A 'Little Magazines' and 'Slim Volume' poet of the sixties/seventies, Hoida would be better represented by these later volumes: "Literary Breakfast",[1] "The Correct Demanded Direction",[2] and "Stumble",[3] which were only printed in very small editions of 300 and received scant attention. His more noticed, very early published "Lips",[4] would not represent him at his best. Also published: "Selected Poems of Blaise Cendrars" (Translation).[5] More recently, poems have been published in magazines: 'Obsessed with Pipework';[6] 'The Rialto'.[7] In 2016 'The Decline of Heavy Industry', a pamphlet of new poems was published.[8] Hailed by the editor Philip Rush as "a return to poetry with fresh-eyed modernism".

Painting

Hoida studied painting at Hammersmith College of Art and Building (1969–1972) and Goldsmiths College School of Art, London University (1972–1974), painting thereafter from Stroud, Gloucestershire.

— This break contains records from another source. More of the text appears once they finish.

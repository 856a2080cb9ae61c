//! Mapping between absolute source time and edited playhead time.
//!
//! The edited timeline is the source video with every gap between kept clips
//! spliced out. Nothing is materialized; each query walks the clip list.

use crate::timeline::Clip;

/// Converts absolute source time (seconds) into edited playhead time.
///
/// Anything before the first clip is excised, so the first clip starts at
/// edited time zero. Times before it clamp to `0.0`, times inside a gap pin
/// to the end of the preceding clip, and times after the last clip continue
/// linearly. An empty clip list maps everything to `0.0`.
///
/// # Example
/// ```
/// use clip_engine::Clip;
/// use clip_engine::time::to_edited_time;
///
/// let clips = [Clip::new(0.0, 10.0), Clip::new(15.0, 20.0)];
/// assert_eq!(to_edited_time(17.0, &clips), 12.0);
/// assert_eq!(to_edited_time(30.0, &clips), 25.0);
/// ```
pub fn to_edited_time(absolute: f64, clips: &[Clip]) -> f64 {
    let Some(first) = clips.first() else {
        return 0.0;
    };

    let mut skipped = first.start;
    for pair in clips.windows(2) {
        let (previous, clip) = (pair[0], pair[1]);
        if clip.start > absolute {
            if absolute > previous.end {
                return (previous.end - skipped).max(0.0);
            }
            break;
        }
        skipped += clip.start - previous.end;
    }

    (absolute - skipped).max(0.0)
}

/// Converts edited playhead time back into absolute source time.
///
/// Edited times before zero map to the first clip start; times past the
/// edited duration continue linearly after the last clip end.
pub fn to_absolute_time(edited: f64, clips: &[Clip]) -> f64 {
    let Some(first) = clips.first() else {
        return 0.0;
    };
    if edited <= 0.0 {
        return first.start;
    }

    let mut offset = 0.0;
    for clip in clips {
        let length = clip.duration();
        if edited < offset + length {
            return clip.start + (edited - offset);
        }
        offset += length;
    }

    // `clips` is non-empty here.
    let last = clips[clips.len() - 1];
    last.end + (edited - offset)
}

/// Total length of the edited timeline.
pub fn edited_duration(clips: &[Clip]) -> f64 {
    clips.iter().map(Clip::duration).sum()
}

/// Returns the last keyframe at or before `absolute`, or the first keyframe
/// when `absolute` precedes all of them.
pub fn snap_to_keyframe(absolute: f64, keyframes: &[f64]) -> Option<f64> {
    let index = keyframes.partition_point(|keyframe| *keyframe <= absolute);
    match index {
        0 => keyframes.first().copied(),
        index => Some(keyframes[index - 1]),
    }
}

/// Forward distance from `b` to `a` on a circular domain of size `max`.
///
/// For `a`, `b` in `[0, max)` the result is in `[0, max)`, including when the
/// wrapped sum rounds up to `max`.
///
/// # Example
/// ```
/// use clip_engine::time::wrapped_diff;
///
/// assert_eq!(wrapped_diff(0.0, 9.0, 10.0), 1.0);
/// assert_eq!(wrapped_diff(7.0, 3.0, 10.0), 4.0);
/// ```
pub fn wrapped_diff(a: f64, b: f64, max: f64) -> f64 {
    let diff = a - b;
    if diff >= 0.0 {
        return diff;
    }

    let wrapped = max - b + a;
    if wrapped < max || !(max > 0.0 && max.is_finite()) {
        wrapped
    } else {
        // Largest float below a positive finite `max`.
        f64::from_bits(max.to_bits() - 1)
    }
}

#[cfg(test)]
mod tests {
    use super::{edited_duration, snap_to_keyframe, to_absolute_time, to_edited_time, wrapped_diff};
    use crate::timeline::Clip;

    fn two_clips() -> Vec<Clip> {
        vec![Clip::new(0.0, 10.0), Clip::new(15.0, 20.0)]
    }

    #[test]
    fn edited_time_skips_gaps_before_the_query() {
        let clips = two_clips();

        assert_eq!(to_edited_time(17.0, &clips), 12.0);
        assert_eq!(to_edited_time(3.0, &clips), 3.0);
        assert_eq!(to_edited_time(30.0, &clips), 25.0);
    }

    #[test]
    fn edited_time_is_zero_for_empty_clip_list() {
        assert_eq!(to_edited_time(42.0, &[]), 0.0);
        assert_eq!(to_absolute_time(42.0, &[]), 0.0);
    }

    #[test]
    fn edited_time_before_first_clip_clamps_to_zero() {
        let clips = vec![Clip::new(5.0, 10.0), Clip::new(12.0, 20.0)];

        assert_eq!(to_edited_time(0.0, &clips), 0.0);
        assert_eq!(to_edited_time(4.999, &clips), 0.0);
        assert_eq!(to_edited_time(5.0, &clips), 0.0);
        assert_eq!(to_edited_time(6.0, &clips), 1.0);
    }

    #[test]
    fn edited_time_inside_gap_pins_to_previous_clip_end() {
        let clips = two_clips();

        assert_eq!(to_edited_time(10.0, &clips), 10.0);
        assert_eq!(to_edited_time(12.5, &clips), 10.0);
        assert_eq!(to_edited_time(15.0, &clips), 10.0);
    }

    #[test]
    fn edited_time_inside_clip_subtracts_all_earlier_gaps() {
        let clips = vec![
            Clip::new(2.0, 4.0),
            Clip::new(6.0, 9.0),
            Clip::new(13.0, 14.0),
        ];

        // first start 2, gaps 2 and 4
        assert_eq!(to_edited_time(3.0, &clips), 1.0);
        assert_eq!(to_edited_time(7.5, &clips), 7.5 - 4.0);
        assert_eq!(to_edited_time(13.5, &clips), 13.5 - 8.0);
    }

    #[test]
    fn edited_time_is_monotonic() {
        let clips = vec![
            Clip::new(1.0, 3.0),
            Clip::new(4.5, 9.0),
            Clip::new(9.0, 11.0),
            Clip::new(20.0, 21.5),
        ];

        let mut previous = f64::NEG_INFINITY;
        for step in 0..=300 {
            let t = step as f64 * 0.1;
            let edited = to_edited_time(t, &clips);
            assert!(
                edited >= previous,
                "mapping regressed at t={t}: {edited} < {previous}"
            );
            previous = edited;
        }
    }

    #[test]
    fn absolute_time_inverts_edited_time_inside_clips() {
        let clips = vec![Clip::new(2.0, 4.0), Clip::new(6.0, 9.0)];

        for t in [2.5, 3.0, 6.0, 7.25, 8.5] {
            let edited = to_edited_time(t, &clips);
            assert_eq!(to_absolute_time(edited, &clips), t);
        }
        assert_eq!(to_absolute_time(-1.0, &clips), 2.0);
        assert_eq!(to_absolute_time(6.0, &clips), 10.0);
    }

    #[test]
    fn edited_duration_sums_clip_lengths() {
        assert_eq!(edited_duration(&two_clips()), 15.0);
        assert_eq!(edited_duration(&[]), 0.0);
    }

    #[test]
    fn snap_to_keyframe_picks_last_keyframe_not_after_time() {
        let keyframes = [0.0, 2.0, 4.0, 6.0];

        assert_eq!(snap_to_keyframe(3.9, &keyframes), Some(2.0));
        assert_eq!(snap_to_keyframe(4.0, &keyframes), Some(4.0));
        assert_eq!(snap_to_keyframe(100.0, &keyframes), Some(6.0));
        assert_eq!(snap_to_keyframe(-1.0, &keyframes), Some(0.0));
        assert_eq!(snap_to_keyframe(1.0, &[]), None);
    }

    #[test]
    fn wrapped_diff_wraps_negative_distance() {
        assert_eq!(wrapped_diff(0.0, 9.0, 10.0), 1.0);
        assert_eq!(wrapped_diff(4.0, 4.0, 10.0), 0.0);
        assert_eq!(wrapped_diff(2.0, 7.0, 10.0), 5.0);
    }

    #[test]
    fn wrapped_diff_stays_in_range_and_is_zero_only_on_equal_inputs() {
        let max = 12.0;
        for a in 0..12 {
            for b in 0..12 {
                let (a, b) = (a as f64, b as f64);
                let diff = wrapped_diff(a, b, max);
                assert!((0.0..max).contains(&diff), "{a} {b} -> {diff}");
                assert_eq!(diff == 0.0, a == b);
            }
        }
    }

    #[test]
    fn wrapped_diff_never_rounds_up_to_max() {
        let diff = wrapped_diff(0.0, 1e-17, 1.0);

        assert!(diff < 1.0);
        assert!(diff > 0.999_999_999);
    }
}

"Marrying an abstract distinctly English landscape sensibility that draws on Patrick Heron and Ivon Hitchens with the fierce transatlantic colourism of Hans Hofmann and Nicolas de Staël's velvety tachism, Hoida arrives at an intensely personal synthesis, resonating with landscape feeling."[9] Or as Alan Gouk puts it[10] "his colour is not just thought up in the studio as part of some "non-referential" building kit" or AG again, as above "….persist, nonetheless, in trying to render fulgent the fuliginous, to make clear things that are tacit and cloudy, that have no name until painted….." "...earthy and realistic, or realistic to the spirit of lyrical or lovely or moody feeling ..."[11]). "Hoida's is of a more lyrical, European form of Abstract Expressionism. He is an English artist carrying on the grand traditions of English art from Constable's 'Six-Footers' to a euphoric use of colour that Hoida controls so well, so evocative but so differently spiced than Patrick Heron. His palette is his own and his art is to do with the essence of painting..".[12] " 'This is a painting,' they say: ‘attend to the object itself; observe its mechanisms.’ But who can stop the play of the imagination? Hoida is a poet: there is nothing in his painting or his poetry that would suggest he would want to. He just likes to remind us that an artefact is just that: an object made with craft and cunning, the product of a specific sensibility, a mind and a memory, in time and space.”.[13] Chris Stephens, Director of the Holburne Museum wrote of Hoida: " A formative, youthful friendship was with the great Scottish poet W.S. Graham much of whose work concerned itself with the craftsmanship of the medium, of the battle to assemble constructions of words that convey precise meaning without creating specific narratives. In his exploration of the inherent tension between the abstract qualities and evocative potential of his practice, Graham found a natural affinity with painters whose marks carried less inherent meaning than the poet’s words. One might see Hoida’s paintings in comparable ways to that constructed verse, his creation of blocks from a varied set of painting techniques like the construction of phrases, clauses or sentences and their assembly into a whole that is rich in its suggestive power but entirely non-representational."[14]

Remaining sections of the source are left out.